A medida que voy cumpliendo más años soy menos beligerante con los comportamientos estrafalarios y vergonzantes de una buena parte de los políticos. Por ello, procuro criticarlos lo menos posible. Sin embargo, el otro día leí que la Diputación Provincial de Teruel ha decidido no rebajar los suculentos sueldos de su equipo directivo, a pesar de que les obliga la Ley de Racionalización y Sostenibilidad de la Administración Local, argumentando que no merece la pena hacerlo cuando solo falta poco más de un año para que haya elecciones municipales. A la vista de una argumentación tan farisea, no he podido callarme.

Por si algún lector, o lectora, no lo sabe, si hubieran cumplido lo que dice esa ley, sus salarios anuales se situarían en torno a 55.000 euros anuales. Es decir, tendrían una remuneración más de dos veces superior al salario medio de los españoles. Pues bien, a pesar de esa burrada salarial, todavía les parece poco y, por eso, han decidido seguir cobrando un mínimo de 61.000 euros los segundos niveles y de 75.000 la presidenta. Y eso sin contar lo que, además, percibirán por los cargos que ocupan en sus respectivos municipios.

SI EL RAZONAMIENTO que han dado para no bajarse los salarios se aplicara a todos los desempleados que no cobran ninguna prestación y a todas las personas que no pueden pagar sus hipotecas o alquileres, el argumento seguiría siendo perverso, pero al menos permitiría un año más de vida a miles de ciudadanos españoles que están en la miseria. Sin embargo, no es así. A estas personas se les aplica la ley sin ningún paliativo y no tienen otro remedio que aceptar el desahucio de sus viviendas, o depender de la limosna que les dan en las múltiples instituciones privadas que se dedican a ampararlas.

Es cierto que todos los políticos que tienen cargos en los grandes ayuntamientos, en los parlamentos regionales, en el Congreso de los Diputados, o en el Senado, cobran también salarios que hieren la conciencia ética de cualquier persona que tenga un mínimo de sensibilidad social, pero es mucho más alarmante que cobren esas cantidades los mandamases de unas instituciones bastante cuestionadas, como es el caso de las diputaciones provinciales.

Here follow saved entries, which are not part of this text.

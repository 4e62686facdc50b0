//! Bibliographic header fields.
//!
//! A document opens with a field list, one `:name: value` per line. A field
//! with an empty value may be followed by an indented bullet list, which
//! makes it a list field:
//!
//! ```text
//! :title: Rotating holiday photos
//! :categories: Photos, Travel
//! :tags:
//!    - winter
//!    - lake
//! ```
//!
//! The header ends at the first blank line or the first line that is
//! neither a field nor a bullet item.

use once_cell::sync::Lazy;
use regex::Regex;
use std::collections::BTreeMap;

static RE_FIELD: Lazy<Regex> =
    Lazy::new(|| Regex::new(r"^:([A-Za-z][\w-]*):(?:\s+(.*))?\s*$").unwrap());
static RE_ITEM: Lazy<Regex> = Lazy::new(|| Regex::new(r"^\s+[-*+]\s+(.+?)\s*$").unwrap());

/// Value of a header field.
#[derive(Debug, Clone, PartialEq, Eq)]
pub enum FieldValue {
    Empty,
    Text(String),
    List(Vec<String>),
}

impl FieldValue {
    /// Scalar view; `None` for lists and empty fields.
    pub fn as_text(&self) -> Option<&str> {
        match self {
            FieldValue::Text(s) => Some(s),
            _ => None,
        }
    }

    /// List view; a text value is split on commas.
    pub fn as_list(&self) -> Vec<String> {
        match self {
            FieldValue::Empty => Vec::new(),
            FieldValue::Text(s) => s
                .split(',')
                .map(str::trim)
                .filter(|s| !s.is_empty())
                .map(String::from)
                .collect(),
            FieldValue::List(items) => items.clone(),
        }
    }

    pub fn is_empty(&self) -> bool {
        match self {
            FieldValue::Empty => true,
            FieldValue::Text(s) => s.trim().is_empty(),
            FieldValue::List(items) => items.is_empty(),
        }
    }
}

/// One parsed field with the line range it occupies.
#[derive(Debug, Clone)]
pub(crate) struct HeaderField {
    pub name: String,
    pub value: FieldValue,
    /// First line (0-indexed) of the field.
    pub start: usize,
    /// One past the last line (bullet items included).
    pub end: usize,
}

/// Parsed header of a document.
#[derive(Debug, Clone, Default)]
pub(crate) struct Header {
    pub fields: Vec<HeaderField>,
    /// First line (0-indexed) of the header; leading blank lines are skipped.
    pub start: usize,
    /// Index of the first line after the header.
    pub end: usize,
}

impl Header {
    pub fn into_map(self) -> BTreeMap<String, FieldValue> {
        self.fields.into_iter().map(|f| (f.name, f.value)).collect()
    }
}

/// Parse the header of `lines`.
pub(crate) fn parse_header(lines: &[&str]) -> Header {
    let start = lines
        .iter()
        .position(|l| !l.trim().is_empty())
        .unwrap_or(lines.len());
    let mut fields: Vec<HeaderField> = Vec::new();
    let mut i = start;

    while i < lines.len() {
        let line = lines[i];
        if let Some(caps) = RE_FIELD.captures(line) {
            let value = caps
                .get(2)
                .map(|m| m.as_str().trim())
                .filter(|v| !v.is_empty())
                .map(|v| FieldValue::Text(v.to_string()))
                .unwrap_or(FieldValue::Empty);
            fields.push(HeaderField {
                name: caps[1].to_string(),
                value,
                start: i,
                end: i + 1,
            });
        } else if let (Some(caps), Some(last)) = (RE_ITEM.captures(line), fields.last_mut()) {
            let item = caps[1].to_string();
            let value = &mut last.value;
            match value {
                // A bullet after a scalar value is body text, not header.
                FieldValue::Text(_) => break,
                FieldValue::List(items) => items.push(item),
                FieldValue::Empty => *value = FieldValue::List(vec![item]),
            }
            last.end = i + 1;
        } else {
            break;
        }
        i += 1;
    }

    if fields.is_empty() {
        return Header {
            fields,
            start: 0,
            end: 0,
        };
    }
    Header {
        fields,
        start,
        end: i,
    }
}

/// Set `name` to `value` in the header of `text`.
///
/// An existing field (with any bullet items) is replaced by a single line;
/// otherwise the field is appended to the header. A document without a
/// header gains one, separated from the body by a blank line.
pub(crate) fn replace_field(text: &str, name: &str, value: &str) -> String {
    let mut lines: Vec<String> = text.split('\n').map(String::from).collect();
    let borrowed: Vec<&str> = lines.iter().map(String::as_str).collect();
    let header = parse_header(&borrowed);
    let new_line = format!(":{name}: {value}");

    if let Some(field) = header.fields.iter().find(|f| f.name == name) {
        lines.splice(field.start..field.end, std::iter::once(new_line));
    } else if header.fields.is_empty() {
        lines.splice(0..0, [new_line, String::new()]);
    } else {
        lines.insert(header.end, new_line);
    }

    lines.join("\n")
}

#[cfg(test)]
mod tests {
    use super::*;

    fn header_of(text: &str) -> Header {
        let lines: Vec<&str> = text.split('\n').collect();
        parse_header(&lines)
    }

    #[test]
    fn parses_scalar_and_list_fields() {
        let text = ":title: Hello\n:tags:\n   - one\n   - two\n:categories: A, B\n\nBody";
        let header = header_of(text);
        assert_eq!(header.end, 5);
        let map = header.into_map();
        assert_eq!(map["title"], FieldValue::Text("Hello".into()));
        assert_eq!(map["tags"].as_list(), vec!["one", "two"]);
        assert_eq!(map["categories"].as_list(), vec!["A", "B"]);
    }

    #[test]
    fn empty_field_value() {
        let map = header_of(":title:\n\nbody").into_map();
        assert_eq!(map["title"], FieldValue::Empty);
        assert!(map["title"].is_empty());
    }

    #[test]
    fn no_header() {
        let header = header_of("# Heading\n\ntext");
        assert!(header.fields.is_empty());
        assert_eq!(header.end, 0);
    }

    #[test]
    fn leading_blank_lines_are_skipped() {
        let header = header_of("\n:title: Hello\n\nbody");
        assert_eq!(header.start, 1);
        assert_eq!(header.end, 2);
    }

    #[test]
    fn replace_existing_field() {
        let text = ":title: Old\n:id: 3\n\nbody";
        assert_eq!(replace_field(text, "title", "New"), ":title: New\n:id: 3\n\nbody");
    }

    #[test]
    fn replace_list_field_collapses_items() {
        let text = ":tags:\n   - a\n   - b\n:title: T\n\nbody";
        assert_eq!(
            replace_field(text, "tags", "a, b"),
            ":tags: a, b\n:title: T\n\nbody"
        );
    }

    #[test]
    fn append_missing_field_at_header_end() {
        let text = ":title: Hello\n\nbody";
        assert_eq!(replace_field(text, "id", "42"), ":title: Hello\n:id: 42\n\nbody");
    }

    #[test]
    fn add_header_when_absent() {
        assert_eq!(replace_field("body", "id", "7"), ":id: 7\n\nbody");
    }
}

Las diputaciones provinciales tenían sentido cuando las provincias eran la base administrativa de la política territorial española. Después de ser aprobada la actual constitución, el papel político que antiguamente tenían esas instituciones provinciales fue sustituido por los gobiernos regionales, pomposamente denominados gobiernos autonómicos. Por ese motivo, lo lógico hubiera sido que todas las diputaciones provinciales hubieran desaparecido, cosa que no ha ocurrido. Algo semejante tendría que haber sucedido con la administración central del estado, cuando fueron transferidas la mayoría de las competencias a los gobiernos regionales.

Es comprensible que los políticos que tienen el pesebre en las diputaciones provinciales, y aquellos otros que aunque ahora no lo tienen piensan que lo pueden tener pronto, defiendan el mantenimiento de esas vetustas instituciones argumentando que si no existieran, muchos ayuntamientos no podrían subsistir. Probablemente, eso sea cierto teniendo en cuenta el reparto de competencias que la legislación actual otorga a los gobiernos regionales y a dichas administraciones provinciales. Sin embargo, esa tramposa argumentación dejaría de tener vigencia modificando esa legislación y traspasando sus competencias a los gobiernos regionales. Según han demostrado algunos expertos, ese intercambio de cromos no afectaría al funcionamiento de los ayuntamientos, traería consigo un significativo ahorro del gasto público y evitaría que ocurrieran hechos tan inmorales como el de la Diputación Provincial de Teruel.

NO HAY QUE SER muy inteligentes para comprender que esa justificación es falsa y que la única verdadera es que las diputaciones provinciales son un valioso refugio para colocar a centenares de políticos que no tienen cabida en el resto de instituciones, cobrando unos salarios insultantes en un país con cinco millones de personas sin empleo. Y lo que es más grave aún, todavía les parece poco lo que cobran, tal y como puede comprobarse con el caso de la Diputación Provincial de Teruel, y quizás también de las restantes.

Ante ejemplos tan deleznables, parece lógica la desafección del pueblo a quienes gobiernan e incluso a una democracia tan imperfecta como la que tenemos. Dentro de muy pocos meses se celebrarán las elecciones al Parlamento Europeo y estoy seguro de que esos mismos gobernantes tendrán la desvergüenza de pedir que les votemos. Mucho me temo que el pueblo español, cansado de tantas promesas incumplidas y de tantas golferías, acabará olvidándose de ellos y absteniéndose. Si la tasa de abstención es muy elevada, como es de prever, no creo que deba interpretarse argumentando que a los españoles no nos interesa la política, sino como la respuesta desesperada de un pueblo que ya no confía en sus políticos.